Со следующего дня мы начали искать работу: ходили по магазинам, ресторанам и супермаркетам, пытались устроиться, но нас никто не понимал. В тех редких случаях, когда нам удавалось объясниться, сотрудники говорили, что мы не знаем язык и у нас нет документов, поэтому они не могут взять нас на работу.

Когда поликлинику решили сносить, ее пришел осматривать один инженер, который посоветовал нам позвонить в «Гражданское содействие». Там нам дали контакты организации, которая занимается помощью ЛГБТ-сообществу. Нас поселили в шелтер «QueerHouse» Московского комьюнити центра для ЛГБТ+ инициатив. Сейчас мы ждем, что она поможет нам переехать в другую страну, где нам, скорее всего, будет так же трудно. 

Дайли

33 года, Куба

Мария Музалевская

На меня было очень много нападений, было опасно выходить на улицу ночью. Меня трижды пытались изнасиловать, и я даже попыталась уехать в Гайяну, но она оказалась еще более трансфобной, чем Куба.

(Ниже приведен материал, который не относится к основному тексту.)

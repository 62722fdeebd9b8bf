use syn::parse::{Parse, ParseStream, Result};
use syn::{Attribute, Ident, Token, Visibility};

/// Declaration of a new module named by a sequence of identifiers:
/// `pub mod FOO BAR;`.
pub struct NewMod {
    /// Attributes, including doc comments.
    pub attrs: Vec<Attribute>,
    /// Visibility of the module.
    pub vis: Visibility,
    /// Name components, at least one.
    pub idents: Vec<Ident>,
}

impl NewMod {
    /// Returns the name components joined with underscores.
    pub fn joined(&self) -> String {
        self.idents.iter().map(ToString::to_string).collect::<Vec<_>>().join("_")
    }
}

impl Parse for NewMod {
    fn parse(input: ParseStream<'_>) -> Result<Self> {
        let attrs = input.call(Attribute::parse_outer)?;
        let vis = input.parse()?;
        input.parse::<Token![mod]>()?;
        let mut idents = vec![input.parse()?];
        while !input.peek(Token![;]) {
            idents.push(input.parse()?);
        }
        input.parse::<Token![;]>()?;
        Ok(Self { attrs, vis, idents })
    }
}
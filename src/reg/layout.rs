/// Maximum number of distinct registers a single field-value set may span.
pub const LAYOUT_CAPACITY: usize = 8;

/// Bit pattern of a field-value set for one register.
#[derive(Clone, Copy, Debug, PartialEq, Eq)]
pub struct LayoutEntry {
    /// Address of the register.
    pub address: usize,
    /// Union of the masks of the fields present in the set.
    pub clear: u64,
    /// Union of the shifted values.
    pub set: u64,
}

/// Compile-time description of a field-value set, grouped by register.
///
/// Built in `const` context by merging the layouts of individual
/// field-values. A merge that would assign the same bits twice, or would
/// exceed [`LAYOUT_CAPACITY`] registers, panics, which turns into a build
/// error for the offending set.
#[derive(Clone, Copy, Debug, PartialEq, Eq)]
pub struct Layout {
    entries: [LayoutEntry; LAYOUT_CAPACITY],
    len: usize,
}

const VACANT: LayoutEntry = LayoutEntry { address: 0, clear: 0, set: 0 };

impl Layout {
    /// Layout of the empty set.
    pub const EMPTY: Self = Self { entries: [VACANT; LAYOUT_CAPACITY], len: 0 };

    /// Layout of a single field-value.
    pub const fn single(address: usize, clear: u64, set: u64) -> Self {
        Self::EMPTY.insert(LayoutEntry { address, clear, set })
    }

    /// Returns the union of two layouts.
    ///
    /// # Panics
    ///
    /// If the layouts assign overlapping bits of one register, or together span
    /// more than [`LAYOUT_CAPACITY`] registers.
    pub const fn merge(self, other: Self) -> Self {
        let mut result = self;
        let mut i = 0;
        while i < other.len {
            result = result.insert(other.entries[i]);
            i += 1;
        }
        result
    }

    const fn insert(self, entry: LayoutEntry) -> Self {
        let mut result = self;
        let mut i = 0;
        while i < result.len {
            if result.entries[i].address == entry.address {
                if result.entries[i].clear & entry.clear != 0 {
                    panic!("field-values assign overlapping bits of one register");
                }
                result.entries[i].clear |= entry.clear;
                result.entries[i].set |= entry.set;
                return result;
            }
            i += 1;
        }
        if result.len == LAYOUT_CAPACITY {
            panic!("field-value set spans too many registers");
        }
        result.entries[result.len] = entry;
        result.len += 1;
        result
    }

    /// Number of distinct registers.
    pub const fn len(&self) -> usize {
        self.len
    }

    /// Returns `true` for the layout of the empty set.
    pub const fn is_empty(&self) -> bool {
        self.len == 0
    }

    /// Returns the index of the entry for the register at `address`.
    pub const fn position(&self, address: usize) -> Option<usize> {
        let mut i = 0;
        while i < self.len {
            if self.entries[i].address == address {
                return Some(i);
            }
            i += 1;
        }
        None
    }

    /// Returns `true` if the set assigns every bit of `mask` in the register at
    /// `address`, or doesn't touch that register at all.
    pub const fn covers(&self, address: usize, mask: u64) -> bool {
        match self.position(address) {
            Some(index) => self.entries[index].clear & mask == mask,
            None => true,
        }
    }

    /// Returns the entry at `index`.
    ///
    /// # Panics
    ///
    /// If `index` is out of bounds.
    pub const fn entry(&self, index: usize) -> LayoutEntry {
        assert!(index < self.len, "layout index out of bounds");
        self.entries[index]
    }

    /// Returns the entries in the order the registers first appear in the set.
    pub fn entries(&self) -> &[LayoutEntry] {
        &self.entries[..self.len]
    }
}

С самого детства я всегда чувствовала себя женщиной, поэтому операция была вопросом времени. Я сделала операцию восемь лет назад — меня прооперировал мой друг, врач с большим опытом, который сделал это незаконно. После этого он отправил меня восстанавливаться домой, тогда я жила со своей бабушкой. Я больше не знаю ни одного трансгендерного человека на Кубе — насколько я знаю, они уезжают в США. У меня на Кубе есть один друг ЛГБТ, но он гей. Я довольна своим решением, очень хорошо себя чувствую и физически, и морально.

Когда мы с Видальмис решили уехать, денег хватило только на билеты. У нас осталась небольшая сумма, чтобы купить еду или, в случае необходимости, лекарства, но главной идеей было, как можно скорее, устроиться на работу. Вообще-то по профессии Видальмис — фармацевт, а я — техник-инженер медицинского оборудования.

Сначала мы жили у мужчины из Конго, в небольшой беседке для барбекю, в которой он разрешил нам остановиться. Потом мы нашли заброшенную поликлинику недалеко от Ленинградского шоссе и переселились туда. Там было очень трудно: не было ни окон, ни дверей, не было электричества и водоснабжения, и в целом было опасно. Однажды к нам зашел человек, который оказался инженером — как потом выяснилось, поликлинику решили снести и построить на ее месте отель. Он немного знал английский и посоветовал нам обратиться в комитет «Гражданское содействие», что мы и сделали.

На Кубе мне было трудно справляться с этой обстановкой. Жаль, конечно, что в России мне не дают убежища и разрешения на работу, но в своем теле я себя чувствую счастливой. Я не могу сказать, что в России нет дискриминации ЛГБТ, потому что живу здесь всего год, но лично мы с ней не сталкивались. Нам в этом плане повезло: мы спокойно ходим по улице, и нам никто ничего никогда не говорил.